Durante quel periodo Bahá’u’lláh suscitò interesse tra la gente e i notabili Sufi del posto che gradualmente ne apprezzarono il sapere e la saggezza, cercandone consiglio. Tra quelle montagne Bahá’u’lláh scrisse le Quattro valli e altre epistole. A Baghdad, nel frattempo, la comunità babista era caduta in confusione e nella disorganizzazione più ampia. Alcuni fedeli e la famiglia di Bahá’u’lláh ricercarono quindi Bahá’u’lláh e avendo appreso che tra le montagne del Kurdistan viveva un certo Darvish Muhammad, avendone intuito la reale identità, lo fecero supplicare di tornare a Baghdad[11]. Il 19 marzo 1856, dopo due anni di volontario esilio in Kurdistan Bahá’u’lláh tornò a Baghdad[12].

Ritorno a Baghdad

Spostamenti di Bahá’u’lláh’ durante l’esilio

Bahá’u’lláh operò per rivitalizzare la comunità dei fedeli anche con la corrispondenza e attraverso suoi scritti con cui illustrava e spiegava il pensiero del Báb[12]. La comunità, le autorità locali, e un numero crescente di fedeli guardò sempre più a lui come al vero leader del movimento religioso del Báb. Crebbero la simpatia nei suoi confronti anche da parte del clero sunnita e la sua influenza in città fiorì, ma al contempo aumentò la diffidenza del clero e dei rappresentanti del confinante governo persiano[19].
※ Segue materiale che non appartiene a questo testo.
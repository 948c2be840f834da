//! Reader-screen handlers and the chunked playback loop.
//!
//! The loop speaks one chunk at a time with barge-in enabled. A barge-in
//! transcript is dispatched before the cursor can move for the interrupted
//! chunk, so a command spoken mid-chunk always acts on that chunk's position.

use crate::engine::{DialogueEngine, PROMPT_HELP_READER};
use crate::intent::{normalize, Intent};
use crate::session::{Screen, RATE_STEP, VOLUME_STEP};
use tracing::warn;
use voxread_reader::digest;
use voxread_reader::{media_kind, Document};
use voxread_voice::SpeakResult;

/// Unknown utterances at least this many words long go to the
/// question-answering collaborator; shorter ones get the help prompt.
const MIN_QUESTION_WORDS: usize = 3;

enum DigestKind {
    Summary,
    Explain,
    Clarify,
    KeyPoints,
}

impl DialogueEngine {
    pub(crate) fn reading_active(&self) -> bool {
        self.session.screen == Screen::Reader && self.cursor.is_reading && !self.cursor.is_paused
    }

    pub(crate) async fn on_reader(&mut self, raw: &str, intent: Intent) {
        match intent {
            Intent::StartRead => self.start_reading().await,
            Intent::Pause => self.pause_reading().await,
            Intent::Resume => self.resume_reading().await,
            Intent::Repeat => self.repeat_chunk().await,
            Intent::Next => self.seek(1).await,
            Intent::Prev => self.seek(-1).await,
            Intent::Slower => {
                self.session.adjust_rate(-RATE_STEP);
                self.say("Okay, reading slower.").await;
            }
            Intent::Faster => {
                self.session.adjust_rate(RATE_STEP);
                self.say("Okay, reading faster.").await;
            }
            Intent::Louder => {
                self.session.adjust_volume(VOLUME_STEP);
                self.say("Okay, speaking louder.").await;
            }
            Intent::Quieter => {
                self.session.adjust_volume(-VOLUME_STEP);
                self.say("Okay, speaking softer.").await;
            }
            Intent::Summarize => self.speak_digest(DigestKind::Summary).await,
            Intent::Explain => self.speak_digest(DigestKind::Explain).await,
            Intent::Clarify => self.speak_digest(DigestKind::Clarify).await,
            Intent::KeyPoints => self.speak_digest(DigestKind::KeyPoints).await,
            Intent::Describe => self.describe_current().await,
            Intent::Unknown if normalize(raw).split_whitespace().count() >= MIN_QUESTION_WORDS => {
                self.answer_question(raw).await;
            }
            _ => self.say(PROMPT_HELP_READER).await,
        }
    }

    /// While reading is active: speak the current chunk with barge-in, advance
    /// only on natural completion, and hand any interrupting transcript to the
    /// dispatcher first. Media-marker chunks halt automatic playback.
    pub(crate) async fn drive_reading(&mut self) {
        while self.reading_active() && self.pending.is_none() {
            let Some(doc) = self.document.as_ref() else {
                self.cursor.finish();
                return;
            };
            let total = doc.len();
            if self.cursor.chunk_index >= total {
                let name = doc.name.clone();
                self.cursor.finish();
                self.say(&format!(
                    "That is the end of {name}. Say repeat to hear it again, or logout when you are done."
                ))
                .await;
                return;
            }
            let Some(chunk) = doc.chunk(self.cursor.chunk_index).cloned() else {
                self.cursor.finish();
                return;
            };
            if chunk.has_media_marker {
                let kind = media_kind(&chunk.text).unwrap_or_else(|| "visual element".to_string());
                self.cursor.pause();
                self.say(&format!(
                    "This section has something visual, marked as {}. \
                     Say describe to hear about it, or next to continue.",
                    kind.to_lowercase()
                ))
                .await;
                return;
            }
            let utterance = self.utterance(&chunk.text);
            let locale = self.session.input_locale.clone();
            match self.arbiter.speak_with_barge_in(utterance, &locale).await {
                SpeakResult::Completed => self.cursor.advance(total),
                SpeakResult::Interrupted(t) => self.handle_utterance(&t.text).await,
            }
        }
    }

    async fn start_reading(&mut self) {
        let Some(doc) = self.document.as_ref() else {
            return self.say("No document is open. Say logout and sign in again.").await;
        };
        if doc.is_empty() {
            return self.say("This document appears to be empty.").await;
        }
        let name = doc.name.clone();
        self.cursor.start();
        self.say(&format!("Reading {name}.")).await;
    }

    async fn pause_reading(&mut self) {
        if !self.cursor.is_reading {
            return self.say("Nothing is being read right now.").await;
        }
        self.cursor.pause();
        let total = self.document.as_ref().map(Document::len).unwrap_or(0);
        let section = self.cursor.chunk_index + 1;
        let pct = self.cursor.progress_pct(total);
        self.say(&format!(
            "Paused at section {section} of {total}, {pct} percent done. Say resume to continue."
        ))
        .await;
    }

    async fn resume_reading(&mut self) {
        if self.cursor.is_reading && self.cursor.is_paused {
            self.cursor.resume();
            self.say("Resuming.").await;
        } else if self.cursor.is_reading {
            self.say("I am already reading.").await;
        } else {
            self.say("Nothing is paused. Say start reading to begin.").await;
        }
    }

    /// Re-speak the current chunk without moving the cursor. During active
    /// reading the loop re-speaks the unadvanced chunk by itself.
    async fn repeat_chunk(&mut self) {
        let Some(text) = self.current_chunk_text() else {
            return self.say("No document is open.").await;
        };
        if self.reading_active() {
            return;
        }
        self.say_interruptible(&text).await;
    }

    async fn seek(&mut self, delta: i32) {
        let Some(total) = self.document.as_ref().map(Document::len) else {
            return self.say("No document is open.").await;
        };
        if delta >= 0 {
            self.cursor.seek_next(total);
        } else {
            self.cursor.seek_prev();
        }
        // Navigation resumes a halted loop (media prompts pause it), so "next"
        // always moves on.
        if self.cursor.is_reading {
            self.cursor.resume();
        }
        let section = self.cursor.chunk_index + 1;
        self.say(&format!("Section {section}.")).await;
    }

    async fn speak_digest(&mut self, kind: DigestKind) {
        let Some(doc) = self.document.as_ref() else {
            return self.say("No document is open.").await;
        };
        let doc_text = doc.text.clone();
        let current = self.current_chunk_text().unwrap_or_default();
        let language = self
            .session
            .output_locale
            .split('-')
            .next()
            .unwrap_or("en")
            .to_string();
        let produced = match kind {
            DigestKind::Summary => self.digest.summarize(&doc_text, &language).await,
            DigestKind::Explain | DigestKind::Clarify => self.digest.explain(&current).await,
            DigestKind::KeyPoints => self.digest.key_points(&doc_text).await,
        };
        let body = match produced {
            Ok(text) if !text.trim().is_empty() => text,
            other => {
                if let Err(e) = other {
                    warn!(error = %e, "digest collaborator unavailable; using local heuristics");
                }
                match kind {
                    DigestKind::Summary => digest::summarize(&doc_text, 3),
                    DigestKind::Explain | DigestKind::Clarify => digest::explain(&current),
                    DigestKind::KeyPoints => digest::key_points(&doc_text, 4),
                }
            }
        };
        let spoken = match kind {
            DigestKind::Summary => format!("Here is a summary. {body}"),
            DigestKind::Explain => format!("Let me explain. {body}"),
            DigestKind::Clarify => format!("Let me put that more simply. {body}"),
            DigestKind::KeyPoints => body,
        };
        // Reading stays suspended only for the length of this speech; the loop
        // picks the same chunk back up afterwards.
        self.say_interruptible(&spoken).await;
    }

    async fn describe_current(&mut self) {
        let Some(doc) = self.document.as_ref() else {
            return self.say("No document is open.").await;
        };
        let marker = doc
            .chunk(self.cursor.chunk_index)
            .and_then(|chunk| media_kind(&chunk.text));
        let Some(kind) = marker else {
            return self
                .say("I do not see an image or table at this point in the document.")
                .await;
        };
        let context = self.context_window(2);
        let spoken = match self.digest.describe_media(&kind, &context).await {
            Ok(text) if !text.trim().is_empty() => text,
            other => {
                if let Err(e) = other {
                    warn!(error = %e, "description collaborator unavailable; using template");
                }
                digest::describe_media(&kind, &context)
            }
        };
        self.say_interruptible(&spoken).await;
    }

    async fn answer_question(&mut self, raw: &str) {
        let context = self.context_window(2);
        let spoken = match self.digest.answer(raw, &context).await {
            Ok(text) if !text.trim().is_empty() => text,
            other => {
                if let Err(e) = other {
                    warn!(error = %e, "answer collaborator unavailable; using nearby text");
                }
                digest::answer(raw, &context)
            }
        };
        self.say_interruptible(&spoken).await;
    }

    fn current_chunk_text(&self) -> Option<String> {
        self.document
            .as_ref()
            .and_then(|doc| doc.chunk(self.cursor.chunk_index))
            .map(|chunk| chunk.text.clone())
    }

    /// Two chunks either side of the cursor, joined, for context-aware
    /// collaborator calls.
    fn context_window(&self, radius: usize) -> String {
        let Some(doc) = self.document.as_ref() else {
            return String::new();
        };
        let index = self.cursor.chunk_index.min(doc.len().saturating_sub(1));
        let start = index.saturating_sub(radius);
        let end = (index + radius + 1).min(doc.len());
        doc.chunks[start..end]
            .iter()
            .map(|chunk| chunk.text.as_str())
            .collect::<Vec<_>>()
            .join(" ")
    }
}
Bahá’u’lláh rimase a Baghdad sette anni dopo il suo ritorno dalle montagne di Sulaymaniyah e durante tale soggiorno preparò la gente alla dichiarazione di essere il Messaggero di Dio atteso, anche in compimento della profezia del Báb. A Bagdad Bahá’u’lláh produsse molti scritti toccando i più svariati temi, tra cui molte epistole e diversi passi, il Libro della Certezza, le Parole celate e le Gemme dei Misteri Divini[12]. Il governo persiano, informato della sua crescente influenza richiese al governo ottomano l’estradizione di Bahá’u’lláh in Persia, ma il governo ottomano rifiutò decidendo invece di spostarlo a Costantinopoli[12].

Dichiarazione del Ridván

Il tempo per preparare quest’ulteriore allontanamento da Bagdad a Costantinopoli di Bahá’u’lláh, della sua famiglia e di alcuni fedeli seguaci, fu di dodici giorni, dal 21 aprile al 3 maggio 1863[8][20]. Nel primo di questi dodici giorni, il 21 aprile 1863, Bahá’u’lláh rivelò ai seguaci presenti la sua missione di Messaggero di Dio.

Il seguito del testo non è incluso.